Report back every line below that carries the word "quantity".

Top of The input

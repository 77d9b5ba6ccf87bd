use cadmod_descriptor::{
    parse_document, Axis, DescriptorKind, FeatureOperation, ModificationDescriptor,
    ValidationError,
};
use proptest::prelude::*;
use serde_json::json;

fn name() -> impl Strategy<Value = String> {
    "[A-Za-z][A-Za-z0-9_-]{0,12}"
}

fn axis() -> impl Strategy<Value = Axis> {
    prop_oneof![Just(Axis::X), Just(Axis::Y), Just(Axis::Z)]
}

/// Quarter steps keep the JSON text exact so parsed values compare equal
fn quantity(lo: i32, hi: i32) -> impl Strategy<Value = f64> {
    (lo..hi).prop_map(|n| f64::from(n) / 4.0)
}

fn document(entries: Vec<serde_json::Value>) -> String {
    json!({ "modifications": entries }).to_string()
}

proptest! {
    #[test]
    fn prop_dimension_roundtrips_fields(
        feature in name(),
        dim in name(),
        new_value in quantity(-400_000, 400_000),
        current in proptest::option::of(quantity(-400_000, 400_000)),
    ) {
        let dimension = format!("{dim}@{feature}");
        let mut entry = json!({
            "type": "dimension",
            "feature": feature,
            "dimension": dimension,
            "newValue": new_value,
        });
        if let Some(current) = current {
            entry["currentValue"] = json!(current);
        }

        let report = parse_document(&document(vec![entry]));
        prop_assert!(report.is_valid());
        prop_assert_eq!(report.descriptors.len(), 1);
        match &report.descriptors[0] {
            ModificationDescriptor::Dimension(change) => {
                prop_assert_eq!(&change.target.feature, &feature);
                prop_assert_eq!(&change.target.dimension, &dimension);
                prop_assert_eq!(change.new_value, new_value);
                prop_assert_eq!(change.current_value, current);
            }
            other => prop_assert!(false, "unexpected descriptor {:?}", other),
        }
    }

    #[test]
    fn prop_material_roundtrips_fields(component in name(), material in name()) {
        let report = parse_document(&document(vec![json!({
            "type": "material",
            "component": component,
            "newMaterial": material,
        })]));
        prop_assert!(report.is_valid());
        match &report.descriptors[0] {
            ModificationDescriptor::Material(change) => {
                prop_assert_eq!(&change.component, &component);
                prop_assert_eq!(&change.new_material, &material);
            }
            other => prop_assert!(false, "unexpected descriptor {:?}", other),
        }
    }

    #[test]
    fn prop_feature_roundtrips_fields(
        op in prop_oneof![Just("chamfer"), Just("fillet"), Just("hole")],
        edges in proptest::collection::vec(name(), 1..5),
        value in proptest::option::of(quantity(1, 200)),
    ) {
        let mut entry = json!({"type": "feature", "operation": op, "edges": edges});
        if let Some(value) = value {
            entry["value"] = json!(value);
        }
        let report = parse_document(&document(vec![entry]));
        prop_assert!(report.is_valid());
        match &report.descriptors[0] {
            ModificationDescriptor::Feature(change) => {
                prop_assert_eq!(&change.operation, &FeatureOperation::from(op));
                prop_assert_eq!(&change.target_refs, &edges);
                prop_assert_eq!(change.value, value);
            }
            other => prop_assert!(false, "unexpected descriptor {:?}", other),
        }
    }

    #[test]
    fn prop_scale_roundtrips_fields(axis in axis(), size in quantity(1, 400_000)) {
        let report = parse_document(&document(vec![json!({
            "type": "scale",
            "axis": axis.to_string(),
            "targetSize": size,
        })]));
        prop_assert!(report.is_valid());
        match &report.descriptors[0] {
            ModificationDescriptor::Scale(change) => {
                prop_assert_eq!(change.axis, axis);
                prop_assert_eq!(change.target_size, size);
            }
            other => prop_assert!(false, "unexpected descriptor {:?}", other),
        }
    }

    #[test]
    fn prop_unknown_type_always_rejected(kind in "[a-z]{3,10}") {
        prop_assume!(kind.parse::<DescriptorKind>().is_err());
        let report = parse_document(&document(vec![json!({"type": kind, "feature": "F"})]));
        prop_assert!(report.descriptors.is_empty());
        prop_assert_eq!(report.errors.len(), 1);
        let is_unknown = matches!(report.errors[0], ValidationError::UnknownType { index: 0, .. });
        prop_assert!(is_unknown);
    }

    #[test]
    fn prop_one_valid_one_malformed(
        size in quantity(4, 2_000),
        malformed_first in any::<bool>(),
    ) {
        let valid = json!({"type": "scale", "axis": "X", "targetSize": size});
        let malformed = json!({"type": "dimension", "feature": "Sketch1"});
        let entries = if malformed_first {
            vec![malformed, valid]
        } else {
            vec![valid, malformed]
        };

        let report = parse_document(&document(entries));
        prop_assert_eq!(report.errors.len(), 1);
        prop_assert_eq!(report.descriptors.len(), 1);
        prop_assert!(!report.is_valid());
    }
}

Bottom of The input

Output for this task:
fn quantity(lo: i32, hi: i32) -> impl Strategy<Value = f64> {
        new_value in quantity(-400_000, 400_000),
        current in proptest::option::of(quantity(-400_000, 400_000)),
        value in proptest::option::of(quantity(1, 200)),
    fn prop_scale_roundtrips_fields(axis in axis(), size in quantity(1, 400_000)) {
        size in quantity(4, 2_000),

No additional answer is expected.